In der F.A.Z. vom 30. August 2014 erschien unter der Überschrift „Utopie eines späten Glücks – Vor dem Gewitter: In ‚Der Nachsommer’ entwirft Adalbert Stifter das Bild eines vollkommenen Lebens“ ein Bericht von Andreas Bernard.

Zu Beginn der Rezension heißt es:
Im schönsten Roman deutscher Sprache passiert so gut wie nichts. Was man „Handlung“ nennt, ließe sich in Adalbert Stifters „Der Nachsommer“, 1857 erschienen, ohne weiteres mit einem einzigen Satz zusammenfassen: Der Ich-Erzähler, ein junger Naturforscher, kommt aus Furcht vor einem Gewitter in einem Landhaus unter, freundet sich bei weiteren Aufenthalten mit dem älteren Besitzer an und heiratet schließlich dessen Ziehtochter.
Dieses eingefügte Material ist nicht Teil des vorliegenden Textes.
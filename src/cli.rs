//! Command line surface
//!
//! `mesh-deps dependencies` (alias `dep`) turns its flags into a
//! [`DependencyConfig`] and hands it to [`crate::dependencies::run`],
//! writing to stdout.

use std::path::PathBuf;
use std::time::Duration;

use clap::{Args, Parser, Subcommand};

use crate::config::{DependencyConfig, NamespaceLookup, OutputMode};
use crate::Result;

/// mesh-deps - infer service dependencies from Istio traffic metrics
#[derive(Parser, Debug)]
#[command(name = "mesh-deps")]
#[command(version, about, long_about = None)]
pub struct Cli {
    /// Command to run
    #[command(subcommand)]
    pub command: Commands,
}

/// Top level commands
#[derive(Subcommand, Debug)]
pub enum Commands {
    /// Show workload dependencies as a tree or as synthesized policies
    #[command(visible_alias = "dep")]
    Dependencies(DependenciesArgs),
}

impl Cli {
    /// Run the CLI command
    pub async fn run(self) -> Result<()> {
        match self.command {
            Commands::Dependencies(args) => {
                let config = args.into_config();
                let stdout = std::io::stdout();
                let mut out = stdout.lock();
                crate::dependencies::run(&config, &mut out).await
            }
        }
    }
}

/// Flags of the `dependencies` command
#[derive(Args, Debug)]
pub struct DependenciesArgs {
    /// Output mode
    #[arg(short, long, value_enum, default_value = "tree")]
    pub output: OutputMode,

    /// promtool JSON dump to read samples from
    #[arg(short, long)]
    pub file: Option<PathBuf>,

    /// Prometheus base URL to query (ignored when --file is given)
    #[arg(long, env = "PROMETHEUS_URL")]
    pub prom_url: Option<String>,

    /// Only consider callers whose name starts with this prefix
    #[arg(long)]
    pub name: Option<String>,

    /// Only consider callers in this namespace
    #[arg(short, long)]
    pub namespace: Option<String>,

    /// Metric carrying workload labels
    #[arg(long, default_value = crate::DEFAULT_METRIC)]
    pub metric: String,

    /// Emit AUDIT authorization policies; `false` emits enforcing ALLOW policies
    #[arg(
        long,
        default_value_t = true,
        action = clap::ArgAction::Set,
        num_args = 0..=1,
        default_missing_value = "true"
    )]
    pub audit: bool,

    /// How each caller's namespace is found for authz and sidecar output
    #[arg(long, value_enum, default_value = "query")]
    pub namespace_lookup: NamespaceLookup,

    /// Timeout in seconds for each Prometheus query
    #[arg(long, default_value_t = 10)]
    pub timeout_secs: u64,
}

impl DependenciesArgs {
    /// Convert parsed flags into a run configuration
    pub fn into_config(self) -> DependencyConfig {
        DependencyConfig {
            source: DependencyConfig::source_from(self.file, self.prom_url),
            namespace: self.namespace,
            name_filter: self.name,
            metric: self.metric,
            output: self.output,
            audit: self.audit,
            namespace_lookup: self.namespace_lookup,
            query_timeout: Duration::from_secs(self.timeout_secs),
        }
    }
}

#[cfg(test)]
mod tests {
    use super::*;
    use crate::config::DataSource;
    use clap::CommandFactory;

    fn parse(args: &[&str]) -> DependencyConfig {
        let cli = Cli::try_parse_from(args).unwrap();
        match cli.command {
            Commands::Dependencies(args) => args.into_config(),
        }
    }

    #[test]
    fn cli_definition_is_valid() {
        Cli::command().debug_assert();
    }

    #[test]
    fn defaults_produce_default_config() {
        let config = parse(&["mesh-deps", "dependencies", "--file", "s.json"]);
        assert_eq!(
            config,
            DependencyConfig {
                source: Some(DataSource::File(PathBuf::from("s.json"))),
                ..DependencyConfig::default()
            }
        );
    }

    #[test]
    fn alias_and_short_flags() {
        let config = parse(&[
            "mesh-deps",
            "dep",
            "-o",
            "authz",
            "-f",
            "s.json",
            "-n",
            "front",
            "--name",
            "web",
        ]);
        assert_eq!(config.output, OutputMode::Authz);
        assert_eq!(config.namespace.as_deref(), Some("front"));
        assert_eq!(config.name_filter.as_deref(), Some("web"));
    }

    #[test]
    fn policy_flags() {
        let config = parse(&[
            "mesh-deps",
            "dependencies",
            "--prom-url",
            "http://prometheus:9090",
            "--output",
            "sidecar",
            "--audit",
            "false",
            "--namespace-lookup",
            "graph",
            "--metric",
            "istio_requests_total",
            "--timeout-secs",
            "3",
        ]);
        assert_eq!(
            config.source,
            Some(DataSource::Prometheus("http://prometheus:9090".into()))
        );
        assert_eq!(config.output, OutputMode::Sidecar);
        assert!(!config.audit);
        assert_eq!(config.namespace_lookup, NamespaceLookup::Graph);
        assert_eq!(config.metric, "istio_requests_total");
        assert_eq!(config.query_timeout, Duration::from_secs(3));
    }

    #[test]
    fn bare_audit_flag_means_audit() {
        let config = parse(&["mesh-deps", "dep", "-f", "s.json", "--audit"]);
        assert!(config.audit);

        let config = parse(&["mesh-deps", "dep", "--audit", "-f", "s.json"]);
        assert!(config.audit);
        assert_eq!(
            config.source,
            Some(DataSource::File(PathBuf::from("s.json")))
        );

        let config = parse(&["mesh-deps", "dep", "-f", "s.json", "--audit", "false"]);
        assert!(!config.audit);
    }

    #[test]
    fn unknown_output_mode_is_rejected() {
        let result = Cli::try_parse_from(["mesh-deps", "dep", "-o", "endpoints"]);
        assert!(result.is_err());
    }
}
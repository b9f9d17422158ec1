//! Dependency tree expansion
//!
//! Expands the adjacency depth-first into a tree rooted at a synthetic
//! `ROOT` node. Cycle detection is path-scoped: every branch carries its own
//! copy of the ancestor names, so a workload reached again through an
//! unrelated sibling branch is expanded in full while a workload reached again
//! through its own ancestors is attached as a circular leaf.
//!
//! Children are keyed by name, so repeated edges collapse into one child.
//! Repeated edges are still *expanded* once per occurrence; the builder
//! counts expansions so the cost is visible in logs.

mod printer;

use std::collections::{BTreeMap, HashSet};

use tracing::debug;

use crate::graph::{Adjacency, DestinationMetadata};

pub use printer::{print_tree, render_tree, write_tree};

/// Names on the path from the top of the tree to the current node
pub type AncestorPath = HashSet<String>;

/// A workload in the dependency tree
#[derive(Clone, Debug, Default, PartialEq)]
pub struct Node {
    /// Workload name
    pub name: String,
    /// Metadata of the edge that introduced this node
    pub metadata: DestinationMetadata,
    /// Children keyed (and ordered) by name
    pub children: BTreeMap<String, Node>,
    /// Whether this node closes a cycle back to one of its ancestors
    pub is_circular: bool,
    sentinel: bool,
}

impl Node {
    /// Create a detached node
    pub fn new(name: impl Into<String>, metadata: DestinationMetadata) -> Self {
        Self {
            name: name.into(),
            metadata,
            ..Default::default()
        }
    }

    /// Create the synthetic `ROOT` node
    pub fn sentinel() -> Self {
        Self {
            name: crate::ROOT_NODE_NAME.to_string(),
            sentinel: true,
            ..Default::default()
        }
    }

    /// Whether this is the synthetic `ROOT` node
    pub fn is_sentinel(&self) -> bool {
        self.sentinel
    }

    /// Attach a child by name, returning the existing child if present
    pub fn add_child(
        &mut self,
        name: impl Into<String>,
        metadata: DestinationMetadata,
    ) -> &mut Node {
        let name = name.into();
        self.children
            .entry(name.clone())
            .or_insert_with(|| Node::new(name, metadata))
    }

    /// Look up a direct child
    pub fn child(&self, name: &str) -> Option<&Node> {
        self.children.get(name)
    }

    /// Total nodes in this subtree, including this one
    pub fn size(&self) -> usize {
        1 + self.children.values().map(Node::size).sum::<usize>()
    }
}

/// Depth-first tree expansion over an adjacency
pub struct TreeBuilder<'a> {
    adjacency: &'a Adjacency,
    expansions: usize,
}

impl<'a> TreeBuilder<'a> {
    /// Create a builder reading from `adjacency`
    pub fn new(adjacency: &'a Adjacency) -> Self {
        Self {
            adjacency,
            expansions: 0,
        }
    }

    /// Number of `build_tree` visits so far (duplicate edges included)
    pub fn expansions(&self) -> usize {
        self.expansions
    }

    /// Attach `node` under `parent` and expand its destinations
    ///
    /// If `node` is already on `ancestors` it is attached with
    /// `is_circular` set and not expanded.
    pub fn build_tree(&mut self, node: Node, parent: &mut Node, ancestors: &AncestorPath) {
        self.expansions += 1;

        if ancestors.contains(&node.name) {
            let circular = parent.add_child(node.name, node.metadata);
            circular.is_circular = true;
            return;
        }

        let mut path = ancestors.clone();
        path.insert(node.name.clone());

        let adjacency = self.adjacency;
        let destinations = adjacency.destinations(&node.name);
        let current = parent.add_child(node.name, node.metadata);

        for dest in destinations {
            self.build_tree(Node::new(dest.name.clone(), dest.clone()), current, &path);
        }
    }

    /// Build a fresh tree with one branch per root under a `ROOT` sentinel
    pub fn build_from_roots<S: AsRef<str>>(&mut self, roots: &[S]) -> Node {
        let mut root = Node::sentinel();
        for name in roots {
            let node = Node::new(name.as_ref(), DestinationMetadata::default());
            self.build_tree(node, &mut root, &AncestorPath::new());
        }
        root
    }
}

/// Build the dependency tree for `roots`
pub fn build_dependency_tree<S: AsRef<str>>(adjacency: &Adjacency, roots: &[S]) -> Node {
    let mut builder = TreeBuilder::new(adjacency);
    let root = builder.build_from_roots(roots);
    debug!(
        roots = roots.len(),
        nodes = root.size() - 1,
        expansions = builder.expansions(),
        "built dependency tree"
    );
    root
}

/// Build the dependency tree starting from one named workload
///
/// Useful when the graph has no roots because every workload sits on a cycle.
pub fn build_tree_from(adjacency: &Adjacency, workload: &str) -> Node {
    build_dependency_tree(adjacency, &[workload])
}
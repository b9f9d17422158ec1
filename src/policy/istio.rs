//! Istio AuthorizationPolicy types
//!
//! Only the subset needed for identity allow-lists: a workload selector,
//! one rule with `from.source.principals`, and the action.

use std::collections::BTreeMap;

use serde::{Deserialize, Serialize};

use super::{HasApiResource, ObjectMeta, ResourceStatus};

/// Istio AuthorizationPolicy allowing inbound traffic from a set of identities
#[derive(Clone, Debug, Serialize, Deserialize, PartialEq)]
#[serde(rename_all = "camelCase")]
pub struct AuthorizationPolicy {
    /// API version
    #[serde(default = "AuthorizationPolicy::api_version")]
    pub api_version: String,
    /// Kind
    #[serde(default = "AuthorizationPolicy::kind")]
    pub kind: String,
    /// Metadata
    pub metadata: ObjectMeta,
    /// Spec
    pub spec: AuthorizationPolicySpec,
    /// Status (always empty for synthesized policies)
    #[serde(default)]
    pub status: ResourceStatus,
}

impl HasApiResource for AuthorizationPolicy {
    const API_VERSION: &'static str = "security.istio.io/v1beta1";
    const KIND: &'static str = "AuthorizationPolicy";
}

impl AuthorizationPolicy {
    fn api_version() -> String {
        <Self as HasApiResource>::API_VERSION.to_string()
    }
    fn kind() -> String {
        <Self as HasApiResource>::KIND.to_string()
    }

    /// Create a new AuthorizationPolicy
    pub fn new(metadata: ObjectMeta, spec: AuthorizationPolicySpec) -> Self {
        Self {
            api_version: Self::api_version(),
            kind: Self::kind(),
            metadata,
            spec,
            status: ResourceStatus::default(),
        }
    }

    /// Policy selecting `app: <app>` workloads and admitting `principals`
    pub fn for_app(
        name: impl Into<String>,
        namespace: impl Into<String>,
        app: impl Into<String>,
        principals: Vec<String>,
        action: PolicyAction,
    ) -> Self {
        Self::new(
            ObjectMeta::new(name, namespace),
            AuthorizationPolicySpec {
                selector: Some(WorkloadSelector::app(app)),
                rules: vec![AuthorizationRule {
                    from: vec![AuthorizationSource {
                        source: SourceSpec { principals },
                    }],
                }],
                action: action.as_str().to_string(),
            },
        )
    }

    /// Principals admitted by the first rule
    pub fn principals(&self) -> &[String] {
        self.spec
            .rules
            .first()
            .and_then(|r| r.from.first())
            .map(|f| f.source.principals.as_slice())
            .unwrap_or(&[])
    }
}

/// Effective action of a synthesized AuthorizationPolicy
#[derive(Clone, Copy, Debug, PartialEq, Eq)]
pub enum PolicyAction {
    /// Record matches without blocking anything
    Audit,
    /// Allow the listed identities; everything else is denied
    Allow,
}

impl PolicyAction {
    /// Istio spelling of the action
    pub fn as_str(&self) -> &'static str {
        match self {
            Self::Audit => "AUDIT",
            Self::Allow => "ALLOW",
        }
    }

    /// `Audit` when auditing, `Allow` (deny-by-default) when enforcing
    pub fn from_audit(audit: bool) -> Self {
        if audit {
            Self::Audit
        } else {
            Self::Allow
        }
    }
}

/// AuthorizationPolicy spec
#[derive(Clone, Debug, Serialize, Deserialize, PartialEq)]
#[serde(rename_all = "camelCase")]
pub struct AuthorizationPolicySpec {
    /// Selector for workloads the policy applies to
    #[serde(default, skip_serializing_if = "Option::is_none")]
    pub selector: Option<WorkloadSelector>,

    /// Rules defining who can access
    #[serde(default, skip_serializing_if = "Vec::is_empty")]
    pub rules: Vec<AuthorizationRule>,

    /// Action: ALLOW, DENY, AUDIT, CUSTOM
    #[serde(default, skip_serializing_if = "String::is_empty")]
    pub action: String,
}

/// Workload selector for AuthorizationPolicy
#[derive(Clone, Debug, Serialize, Deserialize, PartialEq)]
#[serde(rename_all = "camelCase")]
pub struct WorkloadSelector {
    /// Match labels
    pub match_labels: BTreeMap<String, String>,
}

impl WorkloadSelector {
    /// Select workloads labeled `app: <app>`
    pub fn app(app: impl Into<String>) -> Self {
        Self {
            match_labels: BTreeMap::from([(super::APP_LABEL.to_string(), app.into())]),
        }
    }
}

/// Authorization rule
#[derive(Clone, Debug, Default, Serialize, Deserialize, PartialEq)]
pub struct AuthorizationRule {
    /// Source conditions (who is calling)
    #[serde(default, skip_serializing_if = "Vec::is_empty")]
    pub from: Vec<AuthorizationSource>,
}

/// Authorization source (caller identity)
#[derive(Clone, Debug, Serialize, Deserialize, PartialEq)]
pub struct AuthorizationSource {
    /// Source specification
    pub source: SourceSpec,
}

/// Source specification
#[derive(Clone, Debug, Serialize, Deserialize, PartialEq)]
pub struct SourceSpec {
    /// SPIFFE principals
    #[serde(default, skip_serializing_if = "Vec::is_empty")]
    pub principals: Vec<String>,
}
Die Tatsache, daß in dem Roman „so gut wie nichts“ passiert, stellt eine gewisse Parallele zu Karl Leisners damaliger Situation dar. Auch er befand sich in einem Zustand, in dem es kaum vorwärts ging. Es war ein langwieriges Warten auf Genesung und Entlassung. Er ist sich jedoch seiner im Vergleich zu den „gesunden“ Kameraden an der Front in gewisser Weise „privilegierten“ Situation sehr wohl bewußt.